Multimedia Applications: Streaming, VoIP, and Characteristics

Questions and Answers

What is the primary reason for using buffering techniques in multimedia applications like video streaming?

• To allow users to download the entire video file before playback begins.
• To reduce the overall bandwidth consumption.
• To ensure that the video plays back at a consistent rate without freezing or speeding up. (correct)
• To enable users to skip advertisements within the video content.

Why are glitches in audio generally more noticeable than glitches in video during a video conference?

• The human ear is more sensitive to disruptions in audio than the human eye is to disruptions in video. (correct)
• Audio data is less compressed than video data in video conferences.
• Audio signals have a higher bit rate compared to video.
• Video conferences use more advanced error correction techniques for audio.

Which of the following is a characteristic of streaming stored video?

• It must be broadcast to many simultaneous users in different geographic locations.
• It is highly sensitive to delays, with even short delays being unacceptable.
• It is less interactive compared to other forms of streaming.
• It can be implemented using a peer-to-peer model instead of a client-server model. (correct)

What is the significance of 'quantization' in the context of encoding analog audio into a digital format?

It involves taking samples per second, then 'rounding' each sample's value to a discrete number. (B)

Which of the following functions does a signaling protocol perform in traditional telephony?

Handling user location, session establishment, and call participation management. (B)

Why is end-to-end delay a critical QoS metric for VoIP applications?

It affects how naturally people can converse, as excessive delay leads to people talking over each other. (D)

What is the main trade-off when using a longer jitter buffer in VoIP applications?

It reduces packet loss but adds to the end-to-end delay. (A)

Why do VoIP protocols typically use UDP instead of TCP, despite TCP providing reliability?

TCP's retransmission of lost packets can cause unacceptable delays for real-time communication. (C)

How does Forward Error Correction (FEC) address packet loss in VoIP?

By transmitting redundant data alongside the main transmission, allowing the receiver to reconstruct lost data. (C)

What is the primary goal of 'interleaving' as a method for dealing with packet loss in VoIP?

To ensure that lost audio chunks are not consecutive, making the gaps less noticeable. (D)

What is the advantage of using HTTP for video delivery over specialized video servers?

HTTP enables the use of existing CDN infrastructure and simplifies bypassing middleboxes and firewalls. (D)

What is the main difference between progressive download and streaming?

Progressive download downloads the entire video file at once, while streaming downloads the video in segments as it is played. (D)

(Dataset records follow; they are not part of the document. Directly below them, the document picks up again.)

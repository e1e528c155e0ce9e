use proptest::prelude::*;
use std::sync::Arc;
use wealth_dashboard::columns::{ColumnLayout, ColumnPreferences, COLUMN_PREFERENCES_KEY};
use wealth_dashboard::holdings::holdings_columns;
use wealth_dashboard::storage::{MemoryStorage, PreferenceStore, StorageBackend};

/// Backend whose reads and writes always fail.
struct BrokenStorage;

impl StorageBackend for BrokenStorage {
    fn get_item(&self, _key: &str) -> anyhow::Result<Option<String>> {
        anyhow::bail!("storage disabled")
    }

    fn set_item(&self, _key: &str, _value: &str) -> anyhow::Result<()> {
        anyhow::bail!("quota exceeded")
    }

    fn remove_item(&self, _key: &str) -> anyhow::Result<()> {
        anyhow::bail!("storage disabled")
    }
}

fn store_on(backend: Arc<dyn StorageBackend>) -> PreferenceStore<ColumnPreferences> {
    PreferenceStore::new(backend, COLUMN_PREFERENCES_KEY)
}

fn defaults() -> ColumnPreferences {
    ColumnPreferences::defaults(&holdings_columns())
}

#[test]
fn persist_then_load_round_trips() {
    let store = store_on(Arc::new(MemoryStorage::new()));
    let mut prefs = defaults();
    prefs.order.swap(3, 5);
    prefs.visibility.insert("price".into(), false);
    store.persist(&prefs);
    assert_eq!(store.load(defaults()), prefs);
}

#[test]
fn corrupt_blob_loads_defaults() {
    let backend = Arc::new(MemoryStorage::new());
    backend.set_item(COLUMN_PREFERENCES_KEY, "not json").unwrap();
    let store = store_on(backend.clone());
    assert_eq!(store.load(defaults()), defaults());

    let layout = ColumnLayout::new(holdings_columns(), Some(store));
    assert_eq!(layout.preferences(), &defaults());
    assert_eq!(
        backend.get_item(COLUMN_PREFERENCES_KEY).unwrap().as_deref(),
        Some("not json")
    );
}

#[test]
fn wrong_shape_loads_defaults() {
    let backend = Arc::new(MemoryStorage::new());
    backend
        .set_item(COLUMN_PREFERENCES_KEY, r#"{"order": "symbol"}"#)
        .unwrap();
    let store = store_on(backend);
    assert_eq!(store.load(defaults()), defaults());
}

#[test]
fn failing_backend_degrades_to_defaults() {
    let store = store_on(Arc::new(BrokenStorage));
    store.persist(&defaults());
    assert_eq!(store.load(defaults()), defaults());

    let mut layout = ColumnLayout::new(holdings_columns(), Some(store));
    assert!(layout.toggle_visibility("price"));
    assert!(!layout.is_visible("price"));
}

#[test]
fn dragging_onto_actions_is_rejected() {
    let mut layout = ColumnLayout::new(holdings_columns(), None);
    let before = layout.preferences().clone();
    assert!(layout.drag_start("price"));
    assert!(!layout.drag_end("price", Some("actions")));
    assert_eq!(layout.preferences(), &before);
}

#[test]
fn new_columns_merge_into_stale_preferences() {
    let backend: Arc<dyn StorageBackend> = Arc::new(MemoryStorage::new());
    let store = store_on(backend);
    let mut columns = holdings_columns();
    let added = columns.pop().unwrap();
    let stale = ColumnLayout::new(columns, Some(store.clone()));
    store.persist(stale.preferences());

    let layout = ColumnLayout::new(holdings_columns(), Some(store));
    assert_eq!(layout.preferences().order.last(), Some(&added.id));
    assert_eq!(layout.is_visible(&added.id), added.default_visible);
}

fn movable_ids() -> Vec<String> {
    holdings_columns()
        .into_iter()
        .filter(|c| !c.always_visible)
        .map(|c| c.id)
        .collect()
}

#[derive(Debug, Clone)]
enum Op {
    Drag(usize, usize),
    DragOntoPinned(usize),
    Toggle(usize),
}

fn op_strategy() -> impl Strategy<Value = Op> {
    let n = holdings_columns().len();
    prop_oneof![
        (0..n, 0..n).prop_map(|(a, b)| Op::Drag(a, b)),
        (0..n).prop_map(Op::DragOntoPinned),
        (0..n).prop_map(Op::Toggle),
    ]
}

proptest! {
    #[test]
    fn pinned_columns_survive_any_edit_sequence(ops in prop::collection::vec(op_strategy(), 0..30)) {
        let defs = holdings_columns();
        let ids: Vec<String> = defs.iter().map(|d| d.id.clone()).collect();
        let pinned: Vec<String> = defs.iter().filter(|d| d.always_visible).map(|d| d.id.clone()).collect();
        let mut layout = ColumnLayout::new(defs, None);

        for op in ops {
            match op {
                Op::Drag(a, b) => {
                    layout.drag_start(&ids[a]);
                    layout.drag_end(&ids[a], Some(ids[b].as_str()));
                }
                Op::DragOntoPinned(a) => {
                    layout.drag_start(&ids[a]);
                    layout.drag_end(&ids[a], Some(pinned[a % pinned.len()].as_str()));
                }
                Op::Toggle(a) => {
                    layout.toggle_visibility(&ids[a]);
                }
            }
        }

        let order = &layout.preferences().order;
        prop_assert_eq!(&order[..pinned.len()], &pinned[..]);
        for id in &pinned {
            prop_assert!(layout.is_visible(id));
            prop_assert!(!layout.movable_ids().contains(&id.as_str()));
        }
        let mut sorted_order = order.clone();
        sorted_order.sort();
        let mut sorted_ids = ids.clone();
        sorted_ids.sort();
        prop_assert_eq!(sorted_order, sorted_ids);
        let mut movable = layout.movable_ids().into_iter().map(String::from).collect::<Vec<_>>();
        movable.sort();
        let mut expected_movable = movable_ids();
        expected_movable.sort();
        prop_assert_eq!(movable, expected_movable);
    }
}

Why is single-bitrate encoding not optimal for video streaming?

It cannot adapt to the diversity of network conditions and user devices. (C)

What is the purpose of a 'manifest file' in video streaming?

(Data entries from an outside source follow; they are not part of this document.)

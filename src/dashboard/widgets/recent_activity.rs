use super::{Widget, WidgetAction};
use crate::dashboard::dashboard::DashboardContext;
use chrono::{Duration, NaiveDate};
use eframe::egui;

struct ActivityEntry {
    days_ago: i64,
    description: &'static str,
    amount: f64,
}

pub struct RecentActivityWidget {
    entries: Vec<ActivityEntry>,
}

impl Default for RecentActivityWidget {
    fn default() -> Self {
        Self {
            entries: vec![
                ActivityEntry {
                    days_ago: 1,
                    description: "Dividend received VTI",
                    amount: 182.44,
                },
                ActivityEntry {
                    days_ago: 3,
                    description: "Bought 10 MSFT @ 412.80",
                    amount: -4_128.00,
                },
                ActivityEntry {
                    days_ago: 6,
                    description: "Electronic funds transfer",
                    amount: 5_000.00,
                },
                ActivityEntry {
                    days_ago: 9,
                    description: "Sold 15 TSLA @ 181.10",
                    amount: 2_716.50,
                },
            ],
        }
    }
}

impl RecentActivityWidget {
    fn date_for(today: NaiveDate, days_ago: i64) -> NaiveDate {
        today
            .checked_sub_signed(Duration::days(days_ago))
            .unwrap_or(today)
    }
}

impl Widget for RecentActivityWidget {
    fn render(&mut self, ui: &mut egui::Ui, ctx: &DashboardContext<'_>) -> Option<WidgetAction> {
        egui::Grid::new("recent_activity_grid")
            .num_columns(3)
            .striped(true)
            .show(ui, |ui| {
                for entry in &self.entries {
                    let date = Self::date_for(ctx.today, entry.days_ago);
                    ui.weak(date.format("%m/%d/%Y").to_string());
                    ui.label(entry.description);
                    ui.label(format!("{:+.2}", entry.amount));
                    ui.end_row();
                }
            });
        None
    }
}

To provide metadata about the video content, including available bitrates and segment URLs. (A)

In Dynamic Adaptive Streaming over HTTP (DASH), what does 'dynamic streaming' refer to?

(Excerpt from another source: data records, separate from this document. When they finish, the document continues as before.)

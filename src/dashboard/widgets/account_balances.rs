use super::{Widget, WidgetAction};
use crate::dashboard::dashboard::DashboardContext;
use crate::holdings::total_market_value;
use eframe::egui;

pub struct AccountBalancesWidget {
    cash: f64,
    margin_buying_power: f64,
}

impl Default for AccountBalancesWidget {
    fn default() -> Self {
        Self {
            cash: 18_425.37,
            margin_buying_power: 36_850.74,
        }
    }
}

impl Widget for AccountBalancesWidget {
    fn render(&mut self, ui: &mut egui::Ui, ctx: &DashboardContext<'_>) -> Option<WidgetAction> {
        let securities = total_market_value(ctx.holdings);
        egui::Grid::new("account_balances_grid")
            .num_columns(2)
            .show(ui, |ui| {
                ui.label("Total account value");
                ui.strong(format!("${:.2}", securities + self.cash));
                ui.end_row();
                ui.label("Securities");
                ui.label(format!("${securities:.2}"));
                ui.end_row();
                ui.label("Cash & sweep");
                ui.label(format!("${:.2}", self.cash));
                ui.end_row();
                ui.label("Margin buying power");
                ui.label(format!("${:.2}", self.margin_buying_power));
                ui.end_row();
            });
        None
    }
}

The automated adjustment of video bitrate based on network conditions and device capabilities. (D)

Which of the following factors typically characterizes in a good Quality of Experience (QoE) for video streaming?

High video quality and minimal re-buffering. (D)

In rate-based adaptation, what signal is primarily used to facilitate the selection of bitrate?

The network throughput. (A)

If the available bandwidth is 10 Mbps and the bitrate of the video chunk is 2 Mbps, what is the buffer-filling rate?

5 (C)

What steps can be taken to make the estimation of continuous throughput to discrete a better?

Select the maximum bitrate that is less that the estimate of the thoroughput (C)

How does congestion affect the throughput of a video?

It can have an impact on video quality as the TCP flow has another competing flow. (B)

In what situation would rate-based adaptation lead to an overly high estimate of future bandwidth?

When the bandwidth abruptly decreases after a period of high throughput. (B)

Which of the following is a potential issue with using buffer-based adaptation for video streaming algorithms?

It may lead to initial high-quality downloads that are unnecessary. (B)

In constant bitrate (CBR) encoding, what remains fixed over time?

The output size of the video. (A)

What happens during the Filling State of progressive download?

The client tries to fill a video as fast as possible until the buffer fills up. (C)

In what situation is variable bitrate more computationally expensive than constant bitrate?

With the same bit rate. (B)

What can happen if an I-frame is partially lost?

RGB matrices can not be obtained correctly. (C)

Other than lossless and lossy, what are two good ways to compress that are key components?

Spatial and temporal redundancy. (A)

How does higher weighting impact high spectral frequencies?

It is used to achieve desired image quality. (B)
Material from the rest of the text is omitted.